With a polite wish for my speedy recovery the General intimated that the parade was at an end. The Staff clicked its heels and saluted—even Meyer had to swallow his hate and follow the example of the senior officers.
Outside the corridor, Mme. la Directrice and some of the nurses were standing at the foot of the stairs ready to accompany the officers round the hospital, but the General passed by and went out into the court without taking any notice.
The inspection was over.
A lady who lives near Caudry came to see me. She told me that the graves of the British soldiers, both in the churchyard and in the fields around the village, are well cared for by the villagers, and that a large number of identity discs had, with the consent of the German authorities, been locked up at the Mairie. Near the little wood between Audencourt and Caudry, on the spot where we had dug our trenches on the morning of the 26th August, there are buried seventeen soldiers and three officers.
About the middle of December the Médecin Chef was taken away to Germany.

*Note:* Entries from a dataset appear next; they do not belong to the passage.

use smallvec::SmallVec;

use crate::foundation::color::Color;
use crate::scene::style::{SubtitleAnimation, SubtitleStyle};

/// Words shown together on screen.
pub const CHUNK_WORDS: usize = 3;
/// Opacity of words that are not being spoken.
pub const INACTIVE_OPACITY: f32 = 0.5;
/// Blur radius of the glow behind the active word, in pixels.
pub const GLOW_BLUR_PX: f32 = 30.0;

/// Draw instructions for one visible word.
#[derive(Clone, Debug, PartialEq)]
pub struct WordCue<'a> {
    /// Word text.
    pub text: &'a str,
    /// Index of the word in the whole script.
    pub index: usize,
    /// Whether this is the word being spoken.
    pub active: bool,
    /// Fill color.
    pub color: Color,
    /// Multiplier on the word's opacity.
    pub opacity: f32,
    /// Scale about the word's center.
    pub scale: f64,
    /// Vertical displacement in pixels.
    pub dy: f64,
    /// Whether to draw a blurred halo in the fill color.
    pub glow: bool,
}

/// The visible chunk of a scene's subtitles at one instant.
#[derive(Clone, Debug, PartialEq)]
pub struct SubtitleFrame<'a> {
    /// Index of the spoken word.
    pub active_index: usize,
    /// Index of the chunk containing the spoken word.
    pub chunk_index: usize,
    /// Words of the chunk in reading order.
    pub words: SmallVec<[WordCue<'a>; CHUNK_WORDS]>,
}

/// Index of the spoken word with uniform per-word timing.
///
/// Returns `None` when there are no words or the segment has no duration.
pub fn active_word_index(word_count: usize, elapsed: f64, duration: f64) -> Option<usize> {
    if word_count == 0 || !(duration > 0.0) {
        return None;
    }
    let per_word = duration / word_count as f64;
    let elapsed = if elapsed.is_finite() { elapsed.max(0.0) } else { 0.0 };
    let idx = (elapsed / per_word).floor() as usize;
    Some(idx.min(word_count - 1))
}

/// Lay out the visible subtitle chunk for `script` at `elapsed` seconds into its segment.
///
/// `anim_secs` drives the oscillating animations and is independent from the timeline position.
pub fn plan_subtitles<'a>(
    script: &'a str,
    elapsed: f64,
    duration: f64,
    style: &SubtitleStyle,
    anim_secs: f64,
) -> Option<SubtitleFrame<'a>> {
    if !style.visible {
        return None;
    }
    let words: Vec<&str> = script.split_whitespace().collect();
    let active_index = active_word_index(words.len(), elapsed, duration)?;
    let chunk_index = active_index / CHUNK_WORDS;
    let first = chunk_index * CHUNK_WORDS;
    let now_ms = anim_secs * 1000.0;

    let hide_future =
        !style.show_future_text || style.animation == SubtitleAnimation::Typewriter;

    let cues = words
        .iter()
        .enumerate()
        .skip(first)
        .take(CHUNK_WORDS)
        .map(|(index, text)| {
            let active = index == active_index;
            let mut cue = WordCue {
                text,
                index,
                active,
                color: style.text_color,
                opacity: INACTIVE_OPACITY,
                scale: 1.0,
                dy: 0.0,
                glow: false,
            };
            if active {
                cue.color = style.active_text_color;
                cue.opacity = 1.0;
                match style.animation {
                    SubtitleAnimation::Pop => cue.scale = 1.15 + (now_ms / 150.0).sin() * 0.05,
                    SubtitleAnimation::Bounce => cue.dy = (now_ms / 100.0).sin() * 15.0,
                    SubtitleAnimation::Glow => cue.glow = true,
                    SubtitleAnimation::None
                    | SubtitleAnimation::Fade
                    | SubtitleAnimation::Typewriter => {}
                }
            } else if hide_future && index > active_index {
                cue.opacity = 0.0;
            }
            cue
        })
        .collect();

    Some(SubtitleFrame {
        active_index,
        chunk_index,
        words: cues,
    })
}

#[cfg(test)]
#[path = "../../tests/unit/render/subtitles.rs"]
mod tests;
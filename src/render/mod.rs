//! Frame compositing: camera moves, subtitle layout and the `vello_cpu` render engine.

/// Separable Gaussian blur on premultiplied RGBA8 buffers.
pub(crate) mod blur;
/// [`RenderEngine`](cpu::RenderEngine): composites one frame for a timeline position.
pub mod cpu;
/// Per-effect camera transforms.
pub mod effects;
/// Rendered frame buffers.
pub mod frame;
pub(crate) mod images;
/// Word timing and per-word subtitle styling.
pub mod subtitles;
pub(crate) mod text;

A number of causes now contributed to make life at the 106 wholly unendurable. An entire absence of discipline among the hospital orderlies and the constant squabbling of the nurses had been points which the doctor and I used often to discuss and deplore. Now that the restraining influence of the doctor's age and rank was no longer with us, the evils of disorganisation became every day more apparent. The "Directrice," or head matron of the hospital, was wholly incapable, and by her tactless mismanagement set the whole hospital by the ears. The orderlies grew noisier and more slovenly every day. Youths who had no occupation in the hospital, and only appeared at meal-times, were allowed to air their opinions in endless discussion. Noisy, chattering visitors strolled in at all hours of the day, and there was no corner of the hospital safe from invasion. Quarrels among the nurses reached such a stage of bitterness that many were not on speaking terms. Friends whose kind visits I had always welcomed now came rarely or not at all. It was evident that such a state of affairs portended something more serious than tactlessness or mismanagement. The gossips of Cambrai were busy with many stories to the discredit of Mme. la Directrice, but it seemed to me unreasonable that the voice of scandal should be concerned with a plain-looking woman the wrong side of forty. The whole affair may have been merely foolishness and vanity, but it was certainly an indiscretion on the part of Mme. la Directrice to receive in the courtyard of the 106 Hospital, from the hand of a German orderly, bouquets of white chrysanthemums presented with the compliments of a German officer.
Every morning at 11 o'clock I paid a visit to the Salle cinq. Many of the older inhabitants had gone, some to Germany, others now rested in what Picard calls le dernier costume. No. 6 still complained unceasingly from his corner bed. No. 3, the Chasseur Alpin with a bullet through the chest, had recovered from various complications and was now able to sit up in a chair. Among the newcomers were three English soldiers. Ben Steele, a reservist from Manchester, had one bullet through his arm and one through his leg. Both wounds were healed, but the leg remained stiff, swollen, paralysed, and the pain was ceaseless.
The story of his wound is one of those ugly tales of atrocities committed by individual German soldiers, for which the German Army, with its perfect discipline, cannot escape responsibility. Ben was badly wounded in the arm, and was left lying in the trenches when his company retired. "I got that in fair fighting," said Ben, pointing to his wounded arm. He told me the rest of the story briefly, and did not care to refer to it again. "When the Germans came along they shouted 'Hands up.' I was lying in the bottom of the trench. I lifted my left hand, but a German soldier, jumping over the trench, fired down at me point-blank, and the bullet, which went through my right thigh, knocked me unconscious." Ben was sent back to England a few months later, and will probably be crippled for life.
On December 5th a party of convalescent British soldiers arrived from the Civil Hospital, among them R. Anderson, a reservist from my own battalion, L.-Cpl. M'Donald, Royal Irish, and James Prime, Rifle Brigade.
I can never forget the four days these men spent with me at the 106—first, because they were such good companions, and second, because two of these men subsequently met death at German hands under circumstances of revolting inhumanity.